Certes, en ces temps d’argent public rare, il importe de veiller avec la plus grande rigueur à l’utilisation des deniers communaux, et il est logique que la ville revoie son train de vie.

Pour autant, la réduction de 20% des dépenses d’investissement est considérable, et ne manquera pas d’avoir des conséquences économiques locales désastreuses. Elle ne paraît pas justifiée par la situation financière de la ville, qui est satisfaisante. Les rentrées fiscales  sont importantes, avec un niveau d’imposition record, l’augmentation continue du tarif des services publics municipaux, et le récent renchérissement de la taxe sur l’électricité. Le volume d’emprunts est resté bas depuis plus de 20 ans. D’ailleurs, la mairie d’Orléans était prête, il y a encore un an, à dépenser plus de 100 millions d’euros pour une Arena surdimensionnée. Elle n’a pas hésité d’avantage à payer plus de 400 000 euros pour recevoir la cérémonie des Miss France. De l’argent, donc, il y en a, dès lors qu’une volonté politique existe pour le solliciter.

Alors que la seule place du Martroi a coûté 11 millions d’euros, la mairie d’Orléans peut réduire sa voilure en baissant un peu les dépenses sur les rues, les places, les façades. Quant aux grands projets, elle a la faculté d’aller chercher des crédits européens, à condition que ses dossiers soient mieux bouclés que celui de l’Aréna.

L’option retenue est tout autre. C’est celle d’une réduction drastique de budget dont certains secteurs supportent principalement l’effort. Alors que la voirie continuera d’absorber comme chaque année des dizaines de millions d’euros en pavés et en colonnes fleuries, le domaine culturel est, avec le secteur associatif, le seul à devoir mettre la main au porte-monnaie : Astrolabe 2 compromis, festival de jazz menacé, fêtes de Jeanne d’Arc amputées, Orléanoïde rétrogradé en biennale, baisse de 5% des subventions aux associations, tout cela dessine clairement une politique qui fait peu de cas du développement culturel et du renforcement du lien social.

Disons le tout net : les choix opérés aujourd’hui seront lourds d’impacts négatifs pour Orléans demain.

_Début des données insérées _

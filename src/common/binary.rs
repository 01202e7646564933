// Shared binary reading utilities for container format parsers
//
// Provides consistent endian-aware reading over any byte stream in a chain,
// not just host files.

use crate::error::VfsResult;
use crate::stream::{read_exact, read_exact_at, FileObject};

// =============================================================================
// Basic Read Functions (from current position)
// =============================================================================

/// Read a single byte from the stream at current position
pub fn read_u8(stream: &mut dyn FileObject) -> VfsResult<u8> {
    let mut buf = [0u8; 1];
    read_exact(stream, &mut buf)?;
    Ok(buf[0])
}

/// Read u16 little-endian from the stream at current position
pub fn read_u16_le(stream: &mut dyn FileObject) -> VfsResult<u16> {
    let mut buf = [0u8; 2];
    read_exact(stream, &mut buf)?;
    Ok(u16::from_le_bytes(buf))
}

/// Read u32 little-endian from the stream at current position
pub fn read_u32_le(stream: &mut dyn FileObject) -> VfsResult<u32> {
    let mut buf = [0u8; 4];
    read_exact(stream, &mut buf)?;
    Ok(u32::from_le_bytes(buf))
}

/// Read u64 little-endian from the stream at current position
pub fn read_u64_le(stream: &mut dyn FileObject) -> VfsResult<u64> {
    let mut buf = [0u8; 8];
    read_exact(stream, &mut buf)?;
    Ok(u64::from_le_bytes(buf))
}

/// Read u16 big-endian from the stream at current position
pub fn read_u16_be(stream: &mut dyn FileObject) -> VfsResult<u16> {
    let mut buf = [0u8; 2];
    read_exact(stream, &mut buf)?;
    Ok(u16::from_be_bytes(buf))
}

/// Read u32 big-endian from the stream at current position
pub fn read_u32_be(stream: &mut dyn FileObject) -> VfsResult<u32> {
    let mut buf = [0u8; 4];
    read_exact(stream, &mut buf)?;
    Ok(u32::from_be_bytes(buf))
}

// =============================================================================
// Read at Offset Functions (seek + read)
// =============================================================================

/// Read u32 little-endian at specific offset
pub fn read_u32_at(stream: &mut dyn FileObject, offset: u64) -> VfsResult<u32> {
    let mut buf = [0u8; 4];
    read_exact_at(stream, offset, &mut buf)?;
    Ok(u32::from_le_bytes(buf))
}

/// Read u64 little-endian at specific offset
pub fn read_u64_at(stream: &mut dyn FileObject, offset: u64) -> VfsResult<u64> {
    let mut buf = [0u8; 8];
    read_exact_at(stream, offset, &mut buf)?;
    Ok(u64::from_le_bytes(buf))
}

// =============================================================================
// Byte Array and String Reading
// =============================================================================

/// Read exact bytes from current position
pub fn read_bytes(stream: &mut dyn FileObject, length: usize) -> VfsResult<Vec<u8>> {
    if length == 0 {
        return Ok(Vec::new());
    }
    let mut buf = vec![0u8; length];
    read_exact(stream, &mut buf)?;
    Ok(buf)
}

/// Read exact bytes at specific offset
pub fn read_bytes_at(
    stream: &mut dyn FileObject,
    offset: u64,
    length: usize,
) -> VfsResult<Vec<u8>> {
    if length == 0 {
        return Ok(Vec::new());
    }
    let mut buf = vec![0u8; length];
    read_exact_at(stream, offset, &mut buf)?;
    Ok(buf)
}

/// Read a fixed-length field and return it as a string up to the first null
pub fn read_string(stream: &mut dyn FileObject, length: usize) -> VfsResult<String> {
    let buf = read_bytes(stream, length)?;
    Ok(bytes_to_string(&buf))
}

/// Convert bytes to null-terminated string
pub fn bytes_to_string(bytes: &[u8]) -> String {
    let end = bytes.iter().position(|&b| b == 0).unwrap_or(bytes.len());
    String::from_utf8_lossy(&bytes[..end]).to_string()
}

#[cfg(test)]
mod tests {
    use super::*;
    use crate::stream::fake::FakeStream;

    #[test]
    fn test_read_integers() {
        let mut data = Vec::new();
        data.push(0x42u8);
        data.extend_from_slice(&[0x34, 0x12]); // u16 = 0x1234
        data.extend_from_slice(&[0x78, 0x56, 0x34, 0x12]); // u32 = 0x12345678
        data.extend_from_slice(&[0xEF, 0xCD, 0xAB, 0x90, 0x78, 0x56, 0x34, 0x12]); // u64

        let mut stream = FakeStream::new(data);
        assert_eq!(read_u8(&mut stream).unwrap(), 0x42);
        assert_eq!(read_u16_le(&mut stream).unwrap(), 0x1234);
        assert_eq!(read_u32_le(&mut stream).unwrap(), 0x12345678);
        assert_eq!(read_u64_le(&mut stream).unwrap(), 0x123456789ABCDEF);
    }

    #[test]
    fn test_read_at_offset() {
        let mut stream = FakeStream::new(vec![0, 0, 0, 0, 0x42, 0, 0, 0]);
        assert_eq!(read_u32_at(&mut stream, 4).unwrap(), 0x42);
    }

    #[test]
    fn test_big_endian() {
        let mut stream = FakeStream::new(vec![0x12, 0x34, 0x56, 0x78]);
        assert_eq!(read_u16_be(&mut stream).unwrap(), 0x1234);
        stream.seek(std::io::SeekFrom::Start(0)).unwrap();
        assert_eq!(read_u32_be(&mut stream).unwrap(), 0x12345678);
    }

    #[test]
    fn test_bytes_to_string() {
        assert_eq!(bytes_to_string(b"hello\x00world"), "hello");
        assert_eq!(bytes_to_string(b"no null"), "no null");
    }
}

La culture ouvre l’esprit, émancipe les individus, nourrit, enrichit, et pacifie les relations sociales. Sur le plan matériel, elle constitue une source d’emplois au profil diversifié, le plus souvent non délocalisables. Elle représente un formidable levier de développement économique et un atout majeur en termes d’image, de « marketing territorial ». De nombreuses villes l’ont compris (comme Lille, Nantes, Clermont, Lens, Metz, etc.), qui ont fait de la culture un axe majeur de leur croissance et de leur dynamisme. Or, c’est précisément au moment où notre territoire a besoin de projets capables de le mobiliser et de le propulser dans l’avenir que Serge Grouard fait le choix, stratégiquement désastreux, de mettre la culture sous le boisseau. Quelle erreur ! Quel manque de clairvoyance et d’ambition !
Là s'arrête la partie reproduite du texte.